§ **WHAT YOU WILL DO**
Filter the listing below down to the lines holding the word "FrameworkErrorKind", and copy those lines.

§ **RECORDS FOR PROCESSING**
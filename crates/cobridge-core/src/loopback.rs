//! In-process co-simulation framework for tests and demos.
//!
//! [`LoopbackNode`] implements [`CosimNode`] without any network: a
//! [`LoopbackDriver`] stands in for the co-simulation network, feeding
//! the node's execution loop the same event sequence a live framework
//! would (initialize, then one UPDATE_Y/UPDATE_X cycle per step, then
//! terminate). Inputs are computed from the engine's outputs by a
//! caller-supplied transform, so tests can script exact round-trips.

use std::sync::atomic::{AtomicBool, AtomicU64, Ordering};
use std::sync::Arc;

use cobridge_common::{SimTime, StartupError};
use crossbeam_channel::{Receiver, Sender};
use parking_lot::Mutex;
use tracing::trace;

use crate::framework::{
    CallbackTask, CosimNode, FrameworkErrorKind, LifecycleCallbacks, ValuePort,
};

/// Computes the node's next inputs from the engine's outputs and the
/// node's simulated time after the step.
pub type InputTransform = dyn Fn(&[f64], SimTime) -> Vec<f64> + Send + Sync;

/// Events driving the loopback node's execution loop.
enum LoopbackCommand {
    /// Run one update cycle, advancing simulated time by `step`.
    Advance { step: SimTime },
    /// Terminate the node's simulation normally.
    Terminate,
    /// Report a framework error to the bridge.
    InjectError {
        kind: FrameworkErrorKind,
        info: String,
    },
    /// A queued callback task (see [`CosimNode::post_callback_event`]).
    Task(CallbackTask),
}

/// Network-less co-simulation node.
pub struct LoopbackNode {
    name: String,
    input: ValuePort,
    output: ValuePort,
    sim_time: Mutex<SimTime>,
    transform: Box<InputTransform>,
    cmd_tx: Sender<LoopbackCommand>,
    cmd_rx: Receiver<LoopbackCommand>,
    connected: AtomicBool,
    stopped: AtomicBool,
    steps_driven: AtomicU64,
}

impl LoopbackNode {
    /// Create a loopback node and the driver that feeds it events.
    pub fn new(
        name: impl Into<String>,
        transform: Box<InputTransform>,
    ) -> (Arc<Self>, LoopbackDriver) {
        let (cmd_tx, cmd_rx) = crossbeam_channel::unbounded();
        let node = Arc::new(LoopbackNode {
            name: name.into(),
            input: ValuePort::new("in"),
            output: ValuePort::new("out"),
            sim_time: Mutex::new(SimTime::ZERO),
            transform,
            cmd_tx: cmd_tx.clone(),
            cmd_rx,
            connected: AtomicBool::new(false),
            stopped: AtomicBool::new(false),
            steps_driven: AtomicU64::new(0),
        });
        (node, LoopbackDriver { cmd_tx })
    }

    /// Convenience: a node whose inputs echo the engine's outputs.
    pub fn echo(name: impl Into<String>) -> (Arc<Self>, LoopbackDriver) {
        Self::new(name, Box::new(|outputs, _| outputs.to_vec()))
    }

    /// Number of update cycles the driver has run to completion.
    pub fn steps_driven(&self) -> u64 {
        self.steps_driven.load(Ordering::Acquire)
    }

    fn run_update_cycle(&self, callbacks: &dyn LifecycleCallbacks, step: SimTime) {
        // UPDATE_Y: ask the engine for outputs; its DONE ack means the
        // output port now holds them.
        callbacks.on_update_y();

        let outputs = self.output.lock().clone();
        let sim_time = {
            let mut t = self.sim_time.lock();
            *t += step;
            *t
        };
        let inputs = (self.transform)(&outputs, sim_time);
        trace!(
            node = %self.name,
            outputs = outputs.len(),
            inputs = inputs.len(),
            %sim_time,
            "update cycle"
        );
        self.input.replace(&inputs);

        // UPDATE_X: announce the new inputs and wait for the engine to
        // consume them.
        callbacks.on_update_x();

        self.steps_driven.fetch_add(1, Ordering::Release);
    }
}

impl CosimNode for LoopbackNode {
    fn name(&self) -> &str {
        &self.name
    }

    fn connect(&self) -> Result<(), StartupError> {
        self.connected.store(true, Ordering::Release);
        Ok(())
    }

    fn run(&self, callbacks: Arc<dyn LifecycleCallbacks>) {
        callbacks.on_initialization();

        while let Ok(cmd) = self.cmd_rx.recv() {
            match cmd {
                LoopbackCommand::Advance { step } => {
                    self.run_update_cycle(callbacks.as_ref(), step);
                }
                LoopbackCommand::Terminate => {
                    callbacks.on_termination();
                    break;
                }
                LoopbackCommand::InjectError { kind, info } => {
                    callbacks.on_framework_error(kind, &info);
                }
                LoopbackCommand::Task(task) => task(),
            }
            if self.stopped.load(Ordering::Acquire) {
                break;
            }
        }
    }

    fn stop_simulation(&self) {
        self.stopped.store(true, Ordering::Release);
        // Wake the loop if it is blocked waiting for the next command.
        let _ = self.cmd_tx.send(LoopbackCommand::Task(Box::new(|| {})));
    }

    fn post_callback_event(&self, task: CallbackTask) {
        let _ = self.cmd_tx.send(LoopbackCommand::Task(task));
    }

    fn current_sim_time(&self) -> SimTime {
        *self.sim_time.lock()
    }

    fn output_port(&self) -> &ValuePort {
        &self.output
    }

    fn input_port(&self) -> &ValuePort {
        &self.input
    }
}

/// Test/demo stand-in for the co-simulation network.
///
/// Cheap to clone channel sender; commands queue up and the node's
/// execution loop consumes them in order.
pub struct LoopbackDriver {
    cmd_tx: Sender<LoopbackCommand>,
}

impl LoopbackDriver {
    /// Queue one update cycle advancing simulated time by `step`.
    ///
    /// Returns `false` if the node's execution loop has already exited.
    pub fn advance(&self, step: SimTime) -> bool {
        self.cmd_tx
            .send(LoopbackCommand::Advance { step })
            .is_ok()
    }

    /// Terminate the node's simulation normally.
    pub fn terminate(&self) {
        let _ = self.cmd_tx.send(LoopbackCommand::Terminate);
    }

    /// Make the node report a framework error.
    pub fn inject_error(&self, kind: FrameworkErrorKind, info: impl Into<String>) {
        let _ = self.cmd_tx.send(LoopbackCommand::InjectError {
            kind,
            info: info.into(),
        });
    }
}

§ **PROBLEM SOLUTION**
    CallbackTask, CosimNode, FrameworkErrorKind, LifecycleCallbacks, ValuePort,
        kind: FrameworkErrorKind,
    pub fn inject_error(&self, kind: FrameworkErrorKind, info: impl Into<String>) {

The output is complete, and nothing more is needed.